Alignment, Recruiting and Retaining Are Real Concerns
For years, alignment topped the Society for Information Management's annual survey of top CIO concerns. This year, it regained the top spot from recruiting and retaining top IT professionals, which took the prize in 2007.
It shouldn't surprise most IT pros that those two issues tend to dominate the annual survey. The industry uproar over alignment has been raging for years, and staffing issues take greater precedence in thes tough times, especially as the supply of talented IT workers dwindles.
But what should surprise many is that I rarely hear CIOs talk about those issues as their top concerns.
Not so for Union Pacific CIO Lynden Tennison.
I spoke with Tennison last week as part of my reporting for our December feature on the future of IT organizations, and as always when interviewing CIOs, I asked him about his top concerns.
Alignment came first. Tennison described his role as that of a technology leader, not necessarily a business strategist. Still, he understands the need for IT leaders to align themselves with their business-line colleagues and executives to keep strategy and priorities in line. Still, Tennison said he's always contemplating if they're aligned closely enough and what they can do to maximize their collaboration.
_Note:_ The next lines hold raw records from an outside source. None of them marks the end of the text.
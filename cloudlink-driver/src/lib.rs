//! # cloudlink-driver
//!
//! Unified drivers for compute, load balancer and DNS services across
//! multiple cloud providers, behind three async traits.
//!
//! ## Supported Drivers
//!
//! | Provider | Kind | Feature Flag | Auth Method |
//! |----------|------|-------------|-------------|
//! | [Outscale](https://outscale.com/) | Compute | `outscale` | OSC4-HMAC-SHA256 |
//! | [Apache CloudStack](https://cloudstack.apache.org/) | Compute, Load Balancer | `cloudstack` | HMAC-SHA1 query signing |
//! | [OpenStack](https://www.openstack.org/) | Compute | `openstack` | Keystone v3 password |
//! | [Equinix Metal](https://deploy.equinix.com/) | Compute | `equinixmetal` | API token |
//! | [Cloudflare](https://www.cloudflare.com/) | DNS | `cloudflare` | Bearer Token |
//!
//! ## Feature Flags
//!
//! ### Driver Selection
//!
//! - **`all-drivers`** *(default)*: enable every driver listed above.
//! - **`outscale`**, **`cloudstack`**, **`openstack`**, **`equinixmetal`**,
//!   **`cloudflare`**: enable a single driver.
//!
//! ### TLS Backend
//!
//! - **`native-tls`** *(default)*: use the platform's native TLS implementation.
//! - **`rustls`**: use rustls. Recommended for cross-compilation.
//!
//! ## Usage
//!
//! Drivers are looked up by provider id and instantiated from
//! [`Credentials`] plus a [`DriverConfig`]:
//!
//! ```rust,no_run
//! use cloudlink_driver::{
//!     ComputeDriver, ComputeProvider, CreateNodeRequest, Credentials, DriverConfig, NodeAuth,
//!     WaitOptions, get_compute_driver,
//! };
//!
//! #[tokio::main]
//! async fn main() -> Result<(), Box<dyn std::error::Error>> {
//!     let driver = get_compute_driver(ComputeProvider::Outscale)?.connect(
//!         Credentials::access_key("AK", "SK"),
//!         DriverConfig::builder().region("eu-west-2").build(),
//!     )?;
//!
//!     let request = CreateNodeRequest::new("web-1", "tinav5.c2r4p2", "ami-12345678")
//!         .with_auth(NodeAuth::SshKey("deploy".to_string()));
//!     let node = driver.create_node(&request).await?;
//!
//!     let ready = driver
//!         .wait_until_running(&[node.id.clone()], WaitOptions::default())
//!         .await?;
//!     println!("{} is up at {:?}", ready[0].name, ready[0].public_ips);
//!     Ok(())
//! }
//! ```
//!
//! Provider-specific extensions (`ex_*` methods) live on the concrete driver
//! types, which can also be built directly:
//!
//! ```rust,no_run
//! # async fn run() -> cloudlink_driver::Result<()> {
//! use cloudlink_driver::drivers::equinixmetal::EquinixMetalNodeDriver;
//!
//! let driver = EquinixMetalNodeDriver::new("api-token")?;
//! for project in driver.ex_list_projects().await? {
//!     println!("{} {}", project.id, project.name);
//! }
//! # Ok(())
//! # }
//! ```
//!
//! ## Error Handling
//!
//! Every operation returns [`Result<T, DriverError>`](DriverError). Provider
//! error codes are translated into shared variants such as
//! [`DriverError::InvalidCredentials`], [`DriverError::NotFound`] and
//! [`DriverError::RateLimited`]; operations a driver cannot perform return
//! [`DriverError::NotSupported`].
//!
//! Transient errors are not retried unless [`DriverConfig::max_retries`] is
//! set.

mod config;
pub mod drivers;
mod error;
mod http_client;
mod pagination;
mod registry;
mod traits;
mod types;
mod utils;

// Re-export error types
pub use error::{DriverError, ResourceKind, Result};

// Re-export configuration
pub use config::{DriverConfig, DriverConfigBuilder};

// Re-export the registry
pub use registry::{
    ComputeProvider, DnsProvider, DriverFactory, DriverRegistry, DriverType,
    LoadBalancerProvider, all_driver_metadata, get_compute_driver, get_dns_driver, get_driver,
    get_loadbalancer_driver, set_driver,
};

// Re-export the driver contracts (error mapping stays internal)
pub use traits::{ComputeDriver, DnsDriver, LoadBalancerDriver};

// Re-export types
pub use types::{
    Algorithm, AuthScheme, BalancerState, BatchFailure, BatchResult, CreateBalancerRequest,
    CreateNodeRequest, CreateRecordRequest, CreateVolumeRequest, CreateZoneRequest,
    CredentialField, CredentialValidationError, Credentials, DriverKind, DriverMetadata, Extra,
    FieldType, KeyPair, LoadBalancer, Member, Node, NodeAuth, NodeImage, NodeLocation, NodeSize,
    NodeState, Record, RecordType, StorageVolume, StorageVolumeState, UpdateRecordRequest,
    VolumeSnapshot, VolumeSnapshotState, WaitOptions, Zone, ZoneType,
};

// Re-export utils module
pub use utils::datetime;

// Re-export concrete drivers (behind feature flags)
#[cfg(feature = "outscale")]
pub use drivers::outscale::OutscaleNodeDriver;

#[cfg(feature = "cloudstack")]
pub use drivers::cloudstack::{CloudStackLbDriver, CloudStackNodeDriver};

#[cfg(feature = "openstack")]
pub use drivers::openstack::OpenStackNodeDriver;

#[cfg(feature = "equinixmetal")]
pub use drivers::equinixmetal::EquinixMetalNodeDriver;

#[cfg(feature = "cloudflare")]
pub use drivers::cloudflare::CloudflareDnsDriver;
Next came staffing. Like many IT leaders, Tennison worries about the coming retirement of the Baby Boomer generation and finding talented workers to replace them. He sees a problem there:
"There's no shortage of really good graduating students with computer-science degrees, but less people are going into them. So I'm very concerned about the future our pool of people we'll recruit to fulfill these positions."
What Tennison said wasn't surprising; plenty of CIOs deal with these challenges each day. What was suprising, however, was that he mentioned them at all. I've seen the surveys (SIM's and others) claiming the critical issues of alignment and staffing were paramount, but I haven't heard a critical mass of IT leaders talk about them in-depth or even cite them as top concerns.
But times are changing.
So tell us, IT execs: what are your top priorities now as you prepare for 2009?